• **Your instructions**: What is needed is an exact copy of the data that follows.

• **Provided entries**:
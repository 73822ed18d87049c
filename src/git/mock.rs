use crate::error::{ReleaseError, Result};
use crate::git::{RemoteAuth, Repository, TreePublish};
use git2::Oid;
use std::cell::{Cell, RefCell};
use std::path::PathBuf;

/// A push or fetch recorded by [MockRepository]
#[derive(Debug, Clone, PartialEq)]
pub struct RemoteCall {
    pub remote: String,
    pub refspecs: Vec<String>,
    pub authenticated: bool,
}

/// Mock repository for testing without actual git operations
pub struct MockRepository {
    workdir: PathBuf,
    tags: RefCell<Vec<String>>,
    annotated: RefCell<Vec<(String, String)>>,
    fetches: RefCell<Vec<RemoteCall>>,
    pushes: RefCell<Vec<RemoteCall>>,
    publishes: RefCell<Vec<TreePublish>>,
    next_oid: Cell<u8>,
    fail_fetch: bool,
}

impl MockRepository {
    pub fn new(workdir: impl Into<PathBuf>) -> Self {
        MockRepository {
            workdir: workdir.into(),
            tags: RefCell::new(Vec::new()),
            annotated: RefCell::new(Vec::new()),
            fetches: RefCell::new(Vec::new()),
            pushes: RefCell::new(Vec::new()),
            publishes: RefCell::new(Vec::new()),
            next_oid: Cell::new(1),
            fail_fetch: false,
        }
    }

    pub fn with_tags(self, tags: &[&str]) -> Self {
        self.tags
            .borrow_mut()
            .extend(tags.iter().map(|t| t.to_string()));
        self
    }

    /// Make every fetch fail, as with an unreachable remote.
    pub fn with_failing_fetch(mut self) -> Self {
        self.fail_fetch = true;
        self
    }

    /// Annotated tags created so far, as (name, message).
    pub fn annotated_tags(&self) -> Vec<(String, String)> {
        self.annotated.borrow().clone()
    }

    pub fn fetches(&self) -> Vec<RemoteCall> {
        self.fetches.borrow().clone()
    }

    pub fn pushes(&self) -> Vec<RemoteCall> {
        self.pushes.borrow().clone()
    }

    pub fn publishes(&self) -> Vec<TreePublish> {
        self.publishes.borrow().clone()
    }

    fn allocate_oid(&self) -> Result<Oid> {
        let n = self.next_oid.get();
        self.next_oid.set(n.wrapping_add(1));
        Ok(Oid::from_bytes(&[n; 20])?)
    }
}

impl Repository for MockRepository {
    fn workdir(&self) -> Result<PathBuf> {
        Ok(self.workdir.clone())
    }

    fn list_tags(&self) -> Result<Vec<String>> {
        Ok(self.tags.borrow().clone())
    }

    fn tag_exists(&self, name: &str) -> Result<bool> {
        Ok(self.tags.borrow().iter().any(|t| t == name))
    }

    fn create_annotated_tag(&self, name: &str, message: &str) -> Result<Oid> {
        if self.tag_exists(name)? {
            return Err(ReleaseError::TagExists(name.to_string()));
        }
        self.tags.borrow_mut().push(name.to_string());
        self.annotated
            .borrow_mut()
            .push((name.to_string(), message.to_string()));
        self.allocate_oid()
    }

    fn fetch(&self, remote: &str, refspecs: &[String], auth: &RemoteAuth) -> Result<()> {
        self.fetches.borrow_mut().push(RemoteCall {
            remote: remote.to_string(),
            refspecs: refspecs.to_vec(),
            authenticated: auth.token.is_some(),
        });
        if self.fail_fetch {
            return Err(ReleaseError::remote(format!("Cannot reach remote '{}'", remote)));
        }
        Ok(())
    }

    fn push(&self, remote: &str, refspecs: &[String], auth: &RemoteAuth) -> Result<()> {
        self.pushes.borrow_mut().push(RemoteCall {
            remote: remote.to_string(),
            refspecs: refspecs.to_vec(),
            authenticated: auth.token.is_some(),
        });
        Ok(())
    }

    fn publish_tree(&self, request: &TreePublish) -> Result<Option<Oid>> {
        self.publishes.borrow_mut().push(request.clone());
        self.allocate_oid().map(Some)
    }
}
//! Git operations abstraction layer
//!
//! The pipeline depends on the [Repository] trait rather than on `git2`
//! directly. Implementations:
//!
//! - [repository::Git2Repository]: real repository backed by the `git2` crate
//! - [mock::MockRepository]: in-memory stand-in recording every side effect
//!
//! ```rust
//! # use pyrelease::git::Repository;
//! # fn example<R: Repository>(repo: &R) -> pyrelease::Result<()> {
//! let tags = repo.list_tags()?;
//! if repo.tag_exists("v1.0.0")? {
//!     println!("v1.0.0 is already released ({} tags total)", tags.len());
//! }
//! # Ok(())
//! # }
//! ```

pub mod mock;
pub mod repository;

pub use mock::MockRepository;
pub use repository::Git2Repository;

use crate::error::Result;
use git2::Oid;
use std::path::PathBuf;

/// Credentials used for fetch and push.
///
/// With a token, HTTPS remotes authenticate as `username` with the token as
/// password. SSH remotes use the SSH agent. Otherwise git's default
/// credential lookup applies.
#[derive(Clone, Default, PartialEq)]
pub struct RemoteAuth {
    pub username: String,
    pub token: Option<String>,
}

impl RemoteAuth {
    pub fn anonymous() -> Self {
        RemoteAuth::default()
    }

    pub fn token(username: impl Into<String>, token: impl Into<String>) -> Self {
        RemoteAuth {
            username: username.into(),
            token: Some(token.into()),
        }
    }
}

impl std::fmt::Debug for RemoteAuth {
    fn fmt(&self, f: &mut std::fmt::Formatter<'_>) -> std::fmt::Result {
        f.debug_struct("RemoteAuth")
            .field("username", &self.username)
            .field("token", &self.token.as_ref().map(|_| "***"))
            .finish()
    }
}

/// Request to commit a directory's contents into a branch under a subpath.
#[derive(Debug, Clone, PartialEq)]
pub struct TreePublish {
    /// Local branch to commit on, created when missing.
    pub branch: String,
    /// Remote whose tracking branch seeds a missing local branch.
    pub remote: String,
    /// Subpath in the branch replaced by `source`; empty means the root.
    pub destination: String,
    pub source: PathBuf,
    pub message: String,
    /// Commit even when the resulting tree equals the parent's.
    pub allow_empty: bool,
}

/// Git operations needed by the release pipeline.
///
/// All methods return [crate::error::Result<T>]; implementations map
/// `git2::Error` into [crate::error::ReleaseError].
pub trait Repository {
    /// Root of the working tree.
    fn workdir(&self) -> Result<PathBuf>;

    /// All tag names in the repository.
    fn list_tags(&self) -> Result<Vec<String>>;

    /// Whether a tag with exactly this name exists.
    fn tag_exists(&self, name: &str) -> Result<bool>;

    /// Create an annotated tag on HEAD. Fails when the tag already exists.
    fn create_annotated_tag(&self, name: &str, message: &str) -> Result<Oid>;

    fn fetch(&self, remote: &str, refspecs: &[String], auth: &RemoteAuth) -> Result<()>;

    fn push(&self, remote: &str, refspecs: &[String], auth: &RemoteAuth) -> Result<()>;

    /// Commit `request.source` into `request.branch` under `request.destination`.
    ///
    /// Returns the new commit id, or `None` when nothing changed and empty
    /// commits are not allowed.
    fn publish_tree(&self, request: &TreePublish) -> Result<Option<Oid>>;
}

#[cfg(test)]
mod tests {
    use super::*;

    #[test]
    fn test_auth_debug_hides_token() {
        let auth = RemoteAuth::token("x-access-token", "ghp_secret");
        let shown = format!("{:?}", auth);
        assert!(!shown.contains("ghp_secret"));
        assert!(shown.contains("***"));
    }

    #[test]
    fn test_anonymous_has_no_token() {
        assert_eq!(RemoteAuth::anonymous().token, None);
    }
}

• **Answer to this task**:
repository 73822ed18d87049c
filename src/git/mock.rs
use crate::error::{ReleaseError, Result};
use crate::git::{RemoteAuth, Repository, TreePublish};
use git2::Oid;
use std::cell::{Cell, RefCell};
use std::path::PathBuf;

/// A push or fetch recorded by [MockRepository]
#[derive(Debug, Clone, PartialEq)]
pub struct RemoteCall {
    pub remote: String,
    pub refspecs: Vec<String>,
    pub authenticated: bool,
}

/// Mock repository for testing without actual git operations
pub struct MockRepository {
    workdir: PathBuf,
    tags: RefCell<Vec<String>>,
    annotated: RefCell<Vec<(String, String)>>,
    fetches: RefCell<Vec<RemoteCall>>,
    pushes: RefCell<Vec<RemoteCall>>,
    publishes: RefCell<Vec<TreePublish>>,
    next_oid: Cell<u8>,
    fail_fetch: bool,
}

impl MockRepository {
    pub fn new(workdir: impl Into<PathBuf>) -> Self {
        MockRepository {
            workdir: workdir.into(),
            tags: RefCell::new(Vec::new()),
            annotated: RefCell::new(Vec::new()),
            fetches: RefCell::new(Vec::new()),
            pushes: RefCell::new(Vec::new()),
            publishes: RefCell::new(Vec::new()),
            next_oid: Cell::new(1),
            fail_fetch: false,
        }
    }

    pub fn with_tags(self, tags: &[&str]) -> Self {
        self.tags
            .borrow_mut()
            .extend(tags.iter().map(|t| t.to_string()));
        self
    }

    /// Make every fetch fail, as with an unreachable remote.
    pub fn with_failing_fetch(mut self) -> Self {
        self.fail_fetch = true;
        self
    }

    /// Annotated tags created so far, as (name, message).
    pub fn annotated_tags(&self) -> Vec<(String, String)> {
        self.annotated.borrow().clone()
    }

    pub fn fetches(&self) -> Vec<RemoteCall> {
        self.fetches.borrow().clone()
    }

    pub fn pushes(&self) -> Vec<RemoteCall> {
        self.pushes.borrow().clone()
    }

    pub fn publishes(&self) -> Vec<TreePublish> {
        self.publishes.borrow().clone()
    }

    fn allocate_oid(&self) -> Result<Oid> {
        let n = self.next_oid.get();
        self.next_oid.set(n.wrapping_add(1));
        Ok(Oid::from_bytes(&[n; 20])?)
    }
}

impl Repository for MockRepository {
    fn workdir(&self) -> Result<PathBuf> {
        Ok(self.workdir.clone())
    }

    fn list_tags(&self) -> Result<Vec<String>> {
        Ok(self.tags.borrow().clone())
    }

    fn tag_exists(&self, name: &str) -> Result<bool> {
        Ok(self.tags.borrow().iter().any(|t| t == name))
    }

    fn create_annotated_tag(&self, name: &str, message: &str) -> Result<Oid> {
        if self.tag_exists(name)? {
            return Err(ReleaseError::TagExists(name.to_string()));
        }
        self.tags.borrow_mut().push(name.to_string());
        self.annotated
            .borrow_mut()
            .push((name.to_string(), message.to_string()));
        self.allocate_oid()
    }

    fn fetch(&self, remote: &str, refspecs: &[String], auth: &RemoteAuth) -> Result<()> {
        self.fetches.borrow_mut().push(RemoteCall {
            remote: remote.to_string(),
            refspecs: refspecs.to_vec(),
            authenticated: auth.token.is_some(),
        });
        if self.fail_fetch {
            return Err(ReleaseError::remote(format!("Cannot reach remote '{}'", remote)));
        }
        Ok(())
    }

    fn push(&self, remote: &str, refspecs: &[String], auth: &RemoteAuth) -> Result<()> {
        self.pushes.borrow_mut().push(RemoteCall {
            remote: remote.to_string(),
            refspecs: refspecs.to_vec(),
            authenticated: auth.token.is_some(),
        });
        Ok(())
    }

    fn publish_tree(&self, request: &TreePublish) -> Result<Option<Oid>> {
        self.publishes.borrow_mut().push(request.clone());
        self.allocate_oid().map(Some)
    }
}
//! Git operations abstraction layer
//!
//! The pipeline depends on the [Repository] trait rather than on `git2`
//! directly. Implementations:
//!
//! - [repository::Git2Repository]: real repository backed by the `git2` crate
//! - [mock::MockRepository]: in-memory stand-in recording every side effect
//!
//! ```rust
//! # use pyrelease::git::Repository;
//! # fn example<R: Repository>(repo: &R) -> pyrelease::Result<()> {
//! let tags = repo.list_tags()?;
//! if repo.tag_exists("v1.0.0")? {
//!     println!("v1.0.0 is already released ({} tags total)", tags.len());
//! }
//! # Ok(())
//! # }
//! ```

pub mod mock;
pub mod repository;

pub use mock::MockRepository;
pub use repository::Git2Repository;

use crate::error::Result;
use git2::Oid;
use std::path::PathBuf;

/// Credentials used for fetch and push.
///
/// With a token, HTTPS remotes authenticate as `username` with the token as
/// password. SSH remotes use the SSH agent. Otherwise git's default
/// credential lookup applies.
#[derive(Clone, Default, PartialEq)]
pub struct RemoteAuth {
    pub username: String,
    pub token: Option<String>,
}

impl RemoteAuth {
    pub fn anonymous() -> Self {
        RemoteAuth::default()
    }

    pub fn token(username: impl Into<String>, token: impl Into<String>) -> Self {
        RemoteAuth {
            username: username.into(),
            token: Some(token.into()),
        }
    }
}

impl std::fmt::Debug for RemoteAuth {
    fn fmt(&self, f: &mut std::fmt::Formatter<'_>) -> std::fmt::Result {
        f.debug_struct("RemoteAuth")
            .field("username", &self.username)
            .field("token", &self.token.as_ref().map(|_| "***"))
            .finish()
    }
}

/// Request to commit a directory's contents into a branch under a subpath.
#[derive(Debug, Clone, PartialEq)]
pub struct TreePublish {
    /// Local branch to commit on, created when missing.
    pub branch: String,
    /// Remote whose tracking branch seeds a missing local branch.
    pub remote: String,
    /// Subpath in the branch replaced by `source`; empty means the root.
    pub destination: String,
    pub source: PathBuf,
    pub message: String,
    /// Commit even when the resulting tree equals the parent's.
    pub allow_empty: bool,
}

/// Git operations needed by the release pipeline.
///
/// All methods return [crate::error::Result<T>]; implementations map
/// `git2::Error` into [crate::error::ReleaseError].
pub trait Repository {
    /// Root of the working tree.
    fn workdir(&self) -> Result<PathBuf>;

    /// All tag names in the repository.
    fn list_tags(&self) -> Result<Vec<String>>;

    /// Whether a tag with exactly this name exists.
    fn tag_exists(&self, name: &str) -> Result<bool>;

    /// Create an annotated tag on HEAD. Fails when the tag already exists.
    fn create_annotated_tag(&self, name: &str, message: &str) -> Result<Oid>;

    fn fetch(&self, remote: &str, refspecs: &[String], auth: &RemoteAuth) -> Result<()>;

    fn push(&self, remote: &str, refspecs: &[String], auth: &RemoteAuth) -> Result<()>;

    /// Commit `request.source` into `request.branch` under `request.destination`.
    ///
    /// Returns the new commit id, or `None` when nothing changed and empty
    /// commits are not allowed.
    fn publish_tree(&self, request: &TreePublish) -> Result<Option<Oid>>;
}

#[cfg(test)]
mod tests {
    use super::*;

    #[test]
    fn test_auth_debug_hides_token() {
        let auth = RemoteAuth::token("x-access-token", "ghp_secret");
        let shown = format!("{:?}", auth);
        assert!(!shown.contains("ghp_secret"));
        assert!(shown.contains("***"));
    }

    #[test]
    fn test_anonymous_has_no_token() {
        assert_eq!(RemoteAuth::anonymous().token, None);
    }
}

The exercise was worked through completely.